→ **Exercise objective**
Please write out the data exactly, line by line.

╭─ Supplied data

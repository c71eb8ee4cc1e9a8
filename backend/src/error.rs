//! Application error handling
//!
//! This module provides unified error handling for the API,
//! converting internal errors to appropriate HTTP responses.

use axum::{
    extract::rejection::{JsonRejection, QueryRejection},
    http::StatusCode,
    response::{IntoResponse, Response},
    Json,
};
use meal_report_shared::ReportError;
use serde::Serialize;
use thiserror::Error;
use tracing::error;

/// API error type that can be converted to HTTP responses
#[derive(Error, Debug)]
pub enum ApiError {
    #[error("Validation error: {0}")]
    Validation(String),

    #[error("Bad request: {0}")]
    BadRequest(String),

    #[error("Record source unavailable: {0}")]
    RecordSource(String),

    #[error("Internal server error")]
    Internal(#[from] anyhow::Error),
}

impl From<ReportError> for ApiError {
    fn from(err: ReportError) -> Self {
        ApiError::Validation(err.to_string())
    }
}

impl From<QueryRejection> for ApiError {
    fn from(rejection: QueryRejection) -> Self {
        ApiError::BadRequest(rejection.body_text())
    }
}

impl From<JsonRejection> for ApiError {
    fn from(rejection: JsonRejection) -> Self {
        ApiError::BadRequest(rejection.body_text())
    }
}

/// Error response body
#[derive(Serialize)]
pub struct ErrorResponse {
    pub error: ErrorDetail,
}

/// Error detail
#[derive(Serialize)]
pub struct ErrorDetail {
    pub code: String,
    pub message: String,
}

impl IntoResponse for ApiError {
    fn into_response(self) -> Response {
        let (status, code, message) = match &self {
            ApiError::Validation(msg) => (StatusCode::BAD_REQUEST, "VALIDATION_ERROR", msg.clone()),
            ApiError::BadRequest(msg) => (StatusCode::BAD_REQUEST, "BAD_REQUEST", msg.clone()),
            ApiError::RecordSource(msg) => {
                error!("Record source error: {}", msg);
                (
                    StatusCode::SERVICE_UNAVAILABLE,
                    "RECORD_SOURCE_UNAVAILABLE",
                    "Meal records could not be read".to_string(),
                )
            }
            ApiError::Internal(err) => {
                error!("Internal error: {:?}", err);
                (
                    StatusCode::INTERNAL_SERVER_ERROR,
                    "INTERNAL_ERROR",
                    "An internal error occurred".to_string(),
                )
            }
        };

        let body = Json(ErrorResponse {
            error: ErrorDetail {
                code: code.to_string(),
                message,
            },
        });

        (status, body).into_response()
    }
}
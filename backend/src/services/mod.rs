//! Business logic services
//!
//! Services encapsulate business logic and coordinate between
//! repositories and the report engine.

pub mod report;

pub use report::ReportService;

╰─

→ **Reply to the exercise**
repository c71eb8ee4cc1e9a8
filename backend/src/error.rs
//! Application error handling
//!
//! This module provides unified error handling for the API,
//! converting internal errors to appropriate HTTP responses.

use axum::{
    extract::rejection::{JsonRejection, QueryRejection},
    http::StatusCode,
    response::{IntoResponse, Response},
    Json,
};
use meal_report_shared::ReportError;
use serde::Serialize;
use thiserror::Error;
use tracing::error;

/// API error type that can be converted to HTTP responses
#[derive(Error, Debug)]
pub enum ApiError {
    #[error("Validation error: {0}")]
    Validation(String),

    #[error("Bad request: {0}")]
    BadRequest(String),

    #[error("Record source unavailable: {0}")]
    RecordSource(String),

    #[error("Internal server error")]
    Internal(#[from] anyhow::Error),
}

impl From<ReportError> for ApiError {
    fn from(err: ReportError) -> Self {
        ApiError::Validation(err.to_string())
    }
}

impl From<QueryRejection> for ApiError {
    fn from(rejection: QueryRejection) -> Self {
        ApiError::BadRequest(rejection.body_text())
    }
}

impl From<JsonRejection> for ApiError {
    fn from(rejection: JsonRejection) -> Self {
        ApiError::BadRequest(rejection.body_text())
    }
}

/// Error response body
#[derive(Serialize)]
pub struct ErrorResponse {
    pub error: ErrorDetail,
}

/// Error detail
#[derive(Serialize)]
pub struct ErrorDetail {
    pub code: String,
    pub message: String,
}

impl IntoResponse for ApiError {
    fn into_response(self) -> Response {
        let (status, code, message) = match &self {
            ApiError::Validation(msg) => (StatusCode::BAD_REQUEST, "VALIDATION_ERROR", msg.clone()),
            ApiError::BadRequest(msg) => (StatusCode::BAD_REQUEST, "BAD_REQUEST", msg.clone()),
            ApiError::RecordSource(msg) => {
                error!("Record source error: {}", msg);
                (
                    StatusCode::SERVICE_UNAVAILABLE,
                    "RECORD_SOURCE_UNAVAILABLE",
                    "Meal records could not be read".to_string(),
                )
            }
            ApiError::Internal(err) => {
                error!("Internal error: {:?}", err);
                (
                    StatusCode::INTERNAL_SERVER_ERROR,
                    "INTERNAL_ERROR",
                    "An internal error occurred".to_string(),
                )
            }
        };

        let body = Json(ErrorResponse {
            error: ErrorDetail {
                code: code.to_string(),
                message,
            },
        });

        (status, body).into_response()
    }
}
filename backend/src/services/mod.rs
//! Business logic services
//!
//! Services encapsulate business logic and coordinate between
//! repositories and the report engine.

pub mod report;

pub use report::ReportService;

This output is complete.